» AIM OF THE TASK:
Comb through the entries for "DotprintError" and pull out each line that holds it.

» SOURCE RECORDS:
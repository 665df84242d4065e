//! CJK classification.
//!
//! Only decides cell width (and half-width layout cost). It has no influence
//! on how a glyph is rasterized.

/// Code point ranges printed in a full-width cell.
const CJK_RANGES: &[(u32, u32)] = &[
    (0x2E80, 0x9FFF),   // radicals, kana, CJK symbols, unified ideographs
    (0xF900, 0xFAFF),   // compatibility ideographs
    (0xFE30, 0xFE4F),   // compatibility forms
    (0x20000, 0x2FA1F), // extension B onwards + compatibility supplement
    (0xFF00, 0xFF60),   // fullwidth forms
    (0xFFE0, 0xFFE6),   // fullwidth signs
];

/// Returns true if `ch` occupies a full-width (CJK) cell.
///
/// ```
/// use dotprint::glyph::is_cjk;
///
/// assert!(is_cjk('中'));
/// assert!(is_cjk('，')); // U+FF0C fullwidth comma
/// assert!(!is_cjk('A'));
/// assert!(!is_cjk('é'));
/// ```
#[inline]
pub fn is_cjk(ch: char) -> bool {
    let cp = ch as u32;
    CJK_RANGES
        .iter()
        .any(|&(start, end)| cp >= start && cp <= end)
}
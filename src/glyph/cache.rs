//! Bounded glyph cache with FIFO eviction.
//!
//! Eviction follows insertion order, not access order: a glyph that is hit
//! on every line is still dropped once it becomes the oldest entry.

use std::collections::{HashMap, VecDeque};
use std::sync::Arc;

use tracing::debug;

use super::{FontSizeProfile, GlyphBitmap};

/// Default number of cached glyphs.
pub const DEFAULT_CAPACITY: usize = 4096;

/// Cache key. Profiles with identical dimensions share entries.
pub type GlyphKey = (char, FontSizeProfile);

/// Counters exposed for instrumentation and tests.
#[derive(Debug, Clone, Copy, Default, PartialEq, Eq)]
pub struct CacheStats {
    pub hits: u64,
    pub misses: u64,
    pub evictions: u64,
}

/// FIFO-bounded map from (char, profile) to rendered glyph.
#[derive(Debug)]
pub struct GlyphCache {
    capacity: usize,
    entries: HashMap<GlyphKey, Arc<GlyphBitmap>>,
    order: VecDeque<GlyphKey>,
    stats: CacheStats,
}

impl GlyphCache {
    pub fn new(capacity: usize) -> Self {
        Self {
            capacity: capacity.max(1),
            entries: HashMap::new(),
            order: VecDeque::new(),
            stats: CacheStats::default(),
        }
    }

    /// Look up a glyph, counting the hit or miss.
    pub fn get(&mut self, key: &GlyphKey) -> Option<Arc<GlyphBitmap>> {
        match self.entries.get(key) {
            Some(bitmap) => {
                self.stats.hits += 1;
                Some(Arc::clone(bitmap))
            }
            None => {
                self.stats.misses += 1;
                None
            }
        }
    }

    /// Whether a key is cached, without touching the counters.
    pub fn contains(&self, key: &GlyphKey) -> bool {
        self.entries.contains_key(key)
    }

    /// Insert a glyph, evicting the oldest entry when full.
    ///
    /// If the key is already present (another caller rendered it first) the
    /// existing entry wins and is returned.
    pub fn insert(&mut self, key: GlyphKey, bitmap: Arc<GlyphBitmap>) -> Arc<GlyphBitmap> {
        if let Some(existing) = self.entries.get(&key) {
            return Arc::clone(existing);
        }

        while self.entries.len() >= self.capacity {
            let Some(oldest) = self.order.pop_front() else {
                break;
            };
            self.entries.remove(&oldest);
            self.stats.evictions += 1;
            debug!(ch = ?oldest.0, "evicted glyph from cache");
        }

        self.order.push_back(key);
        self.entries.insert(key, Arc::clone(&bitmap));
        bitmap
    }

    /// Drop every entry. Counters are kept.
    pub fn clear(&mut self) {
        self.entries.clear();
        self.order.clear();
    }

    pub fn len(&self) -> usize {
        self.entries.len()
    }

    pub fn is_empty(&self) -> bool {
        self.entries.is_empty()
    }

    pub fn capacity(&self) -> usize {
        self.capacity
    }

    pub fn stats(&self) -> CacheStats {
        self.stats
    }
}

impl Default for GlyphCache {
    fn default() -> Self {
        Self::new(DEFAULT_CAPACITY)
    }
}
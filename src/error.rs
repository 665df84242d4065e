//! # Error Types
//!
//! This module defines error types used throughout the dotprint library.

use thiserror::Error;

/// Main error type for dotprint operations
#[derive(Debug, Error)]
pub enum DotprintError {
    /// The outline font is missing or could not be parsed.
    ///
    /// Fatal for the rasterizer: the failure is remembered and every later
    /// render reports the same reason.
    #[error("Font unavailable: {0}")]
    FontUnavailable(String),

    /// Invalid command or parameter (encoding contract violation)
    #[error("Invalid command: {0}")]
    InvalidCommand(String),

    /// Transport-level errors (connection, I/O)
    #[error("Transport error: {0}")]
    Transport(String),

    /// Preview image error
    #[error("Image error: {0}")]
    Image(String),

    /// Malformed job file
    #[error("JSON error: {0}")]
    Json(#[from] serde_json::Error),

    /// I/O error wrapper
    #[error("I/O error: {0}")]
    Io(#[from] std::io::Error),
}

/// Convenience alias used across the crate.
pub type Result<T> = std::result::Result<T, DotprintError>;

» ANSWER BOX:
pub enum DotprintError {
pub type Result<T> = std::result::Result<T, DotprintError>;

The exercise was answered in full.